An irrevocable trust is a non-testamentary document that is created, in lieu or in conjunction, with a will. Irrevocable trusts are those trust that may not be re-claimed by the creator, or settlor, of the trust. Once property; or in legal terminology, res, is included in a trust it may no longer be re-acquired by the settlor.
Revocable trusts can also become irrevocable upon the death of the settlor. Once a settlor dies he, or she, can no longer access the trust assets and, by definition, the revocable trust becomes an irrevocable trust.

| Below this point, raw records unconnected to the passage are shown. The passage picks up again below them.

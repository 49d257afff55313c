//! Schema bootstrap. Every statement is idempotent, so this runs on each open.

use crate::errors::AppResult;
use rusqlite::Connection;

/// Chat and its 1:1 settings row.
fn ensure_chat_tables(conn: &Connection) -> AppResult<()> {
    conn.execute_batch(
        r#"
        CREATE TABLE IF NOT EXISTS chat (
            telegram_chat_id INTEGER PRIMARY KEY
        );

        CREATE TABLE IF NOT EXISTS chat_settings (
            chat          INTEGER PRIMARY KEY REFERENCES chat(telegram_chat_id),
            chat_gpt      INTEGER NOT NULL DEFAULT 0,
            welcome_meme  TEXT
        );
        "#,
    )?;
    Ok(())
}

fn ensure_gym_table(conn: &Connection) -> AppResult<()> {
    conn.execute_batch(
        r#"
        CREATE TABLE IF NOT EXISTS gym (
            id       INTEGER PRIMARY KEY,
            name     TEXT NOT NULL,
            address  TEXT,
            chat     INTEGER NOT NULL REFERENCES chat(telegram_chat_id)
        );

        CREATE INDEX IF NOT EXISTS idx_gym_chat ON gym(chat);
        "#,
    )?;
    Ok(())
}

/// Gym references are plain integers: dropping a gym leaves schedule rows alone.
fn ensure_schedule_tables(conn: &Connection) -> AppResult<()> {
    conn.execute_batch(
        r#"
        CREATE TABLE IF NOT EXISTS schedule (
            id       INTEGER PRIMARY KEY,
            chat     INTEGER NOT NULL REFERENCES chat(telegram_chat_id),
            weekday  INTEGER NOT NULL CHECK (weekday BETWEEN 1 AND 7),
            sport    TEXT NOT NULL,
            gym      INTEGER NOT NULL,
            time     TEXT NOT NULL
        );

        CREATE INDEX IF NOT EXISTS idx_schedule_chat_weekday ON schedule(chat, weekday);

        CREATE TABLE IF NOT EXISTS schedule_correction (
            id               INTEGER PRIMARY KEY,
            chat             INTEGER NOT NULL REFERENCES chat(telegram_chat_id),
            date_created     INTEGER NOT NULL,
            correction_type  TEXT NOT NULL,
            old_date         TEXT,
            old_time         TEXT,
            old_gym          INTEGER,
            new_date         TEXT,
            new_time         TEXT,
            new_gym          INTEGER
        );

        CREATE INDEX IF NOT EXISTS idx_schedule_correction_chat
            ON schedule_correction(chat, date_created);
        "#,
    )?;
    Ok(())
}

fn ensure_admin_table(conn: &Connection) -> AppResult<()> {
    conn.execute_batch(
        r#"
        CREATE TABLE IF NOT EXISTS admin (
            id                INTEGER PRIMARY KEY,
            chat              INTEGER NOT NULL REFERENCES chat(telegram_chat_id),
            telegram_user_id  INTEGER NOT NULL,
            UNIQUE (chat, telegram_user_id)
        );
        "#,
    )?;
    Ok(())
}

fn ensure_answer_alternative_table(conn: &Connection) -> AppResult<()> {
    conn.execute_batch(
        r#"
        CREATE TABLE IF NOT EXISTS answer_alternative (
            id     INTEGER PRIMARY KEY,
            chat   INTEGER NOT NULL REFERENCES chat(telegram_chat_id),
            type   TEXT NOT NULL,
            value  TEXT NOT NULL
        );

        CREATE INDEX IF NOT EXISTS idx_answer_alternative_chat ON answer_alternative(chat);
        "#,
    )?;
    Ok(())
}

/// Create every table the store works with.
///
/// Invoked by `Database::open`.
pub fn run_pending_migrations(conn: &Connection) -> AppResult<()> {
    ensure_chat_tables(conn)?;
    ensure_gym_table(conn)?;
    ensure_schedule_tables(conn)?;
    ensure_admin_table(conn)?;
    ensure_answer_alternative_table(conn)?;
    Ok(())
}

There are a set of requirements in the creation of an irrevocable trust. First, the trust must have a settlor. This is the individual who creates the trust and puts assets into it. The settlor must have the intent to make an irrevocable trust. Courts will scrutinize irrevocable trusts to determine whether the settlor’s true intention was to make an irrevocable trust, a revocable trust or a will.
There must also be delivery of the irrevocable trust to the trustee. The trustee is the manager of the trust. It is usually an attorney or a financial institution that manages and invests assets. The delivery requirement is very specific; intent is not a valid defense. If you are on your way to deliver your finalized trust to your trustee and you die on route the trust will be invalid.
Every trust, whether revocable or irrevocable must contain property, or res. By law, you are not permitted to create an irrevocable trust for the disposition of future assets. The amount of assets that are required in a trust for it to be valid depends entirely on State law.
An irrevocable trust also requires known beneficiaries. A irrevocable trust must have specifically named beneficiaries. For example, you can designate the beneficiary of your trust to be Steve Lyons, but you cannot designate “my best friend and his issue” as your trust beneficiary.
Irrevocable trusts, unlike revocable trusts, are used as a way to avoid estate taxes. Once a settlor places assets into a trust they no longer become the property of the settlor. From that point on they are the property of the trustee for the benefit of the beneficiaries. As such, any amount that the settlor puts into the trust can not be used to calculate estate taxes.
Irrevocable trusts are also a great way to avoid creditors. Just as in the estate tax example, the assets of the irrevocable trust are not the property of the settlor but of the trustee. This is distinguished from revocable trusts. In revocable trusts the settlor has the right to re-enter the trust and retrieve assets. As such, since the assets are still accessible to the settlor it is policy that they also be accessible to creditors, including the government.
You do not need to be the settlor of an irrevocable trust in order to put assets into the irrevocable trust. Any individual is permitted to give property to a pre-existing trust. The individual is not permitted to designate different beneficiaries. When someone adds to a trust the assets will be distributed, at the time and method specified, to the beneficiaries of the initial trust agreement.